THE TASK:
Please restate the material below word for word, from the first line through the one that contains "pub mod engine;", inclusive.

INPUT DATA:
//! # Gantry Orchestrator
//!
//! Resource provisioning engine for compute marketplace deployments.
//!
//! ## Architecture
//!
//! ```text
//! Orchestrator (engine)          Backends (adapters)
//! ├── Backend selection    ────→  OpenStack region
//! ├── Retry / cancellation ────→  vSphere vCenter
//! ├── Handle registry      ────→  Ansible host sets
//! ├── Reconciliation sweep ─────┘
//! └── Usage emission       ────→  Billing sink
//! ```
//!
//! The engine validates each deployment manifest, resolves it to exactly
//! one backend, and drives the adapter until the resources are ready or
//! definitively failed. Operations on the same resource are serialized;
//! different resources proceed in parallel. Failures an adapter reports
//! as indeterminate park the resource in an Error state that the
//! reconciliation sweep resolves by re-querying the backend.
//!
//! Lifecycle ends are billed exactly once: every terminal transition is
//! checked against an emission ledger before the billing sink sees it,
//! so retried deletes and replayed reconciliations never double-charge.

#![warn(missing_docs)]
#![warn(clippy::all)]

pub mod config;
pub mod engine;
pub mod error;
pub mod reconcile;
pub mod registry;
pub mod usage;

// ============================================================================
// Public exports - Engine API
// ============================================================================

// Deployment engine
pub use engine::{AdapterSet, Orchestrator, ProvisionRequest};

// Error handling
pub use error::{OrchestratorError, Result};

// Resource tracking
pub use registry::{HandleRecord, HandleRegistry, ResourceStatus};

// Reconciliation driver
pub use reconcile::Reconciler;

// ============================================================================
// Public exports - Configuration and billing
// ============================================================================

// Daemon configuration
pub use config::{EngineConfig, GantryConfig};

// Usage emission
pub use usage::{
    BillingSink, EmissionLedger, LoggingSink, MemoryLedger, Quantities, UsageEmitter, UsageRecord,
};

ANSWER BELOW:
//! # Gantry Orchestrator
//!
//! Resource provisioning engine for compute marketplace deployments.
//!
//! ## Architecture
//!
//! ```text
//! Orchestrator (engine)          Backends (adapters)
//! ├── Backend selection    ────→  OpenStack region
//! ├── Retry / cancellation ────→  vSphere vCenter
//! ├── Handle registry      ────→  Ansible host sets
//! ├── Reconciliation sweep ─────┘
//! └── Usage emission       ────→  Billing sink
//! ```
//!
//! The engine validates each deployment manifest, resolves it to exactly
//! one backend, and drives the adapter until the resources are ready or
//! definitively failed. Operations on the same resource are serialized;
//! different resources proceed in parallel. Failures an adapter reports
//! as indeterminate park the resource in an Error state that the
//! reconciliation sweep resolves by re-querying the backend.
//!
//! Lifecycle ends are billed exactly once: every terminal transition is
//! checked against an emission ledger before the billing sink sees it,
//! so retried deletes and replayed reconciliations never double-charge.

#![warn(missing_docs)]
#![warn(clippy::all)]

pub mod config;
pub mod engine;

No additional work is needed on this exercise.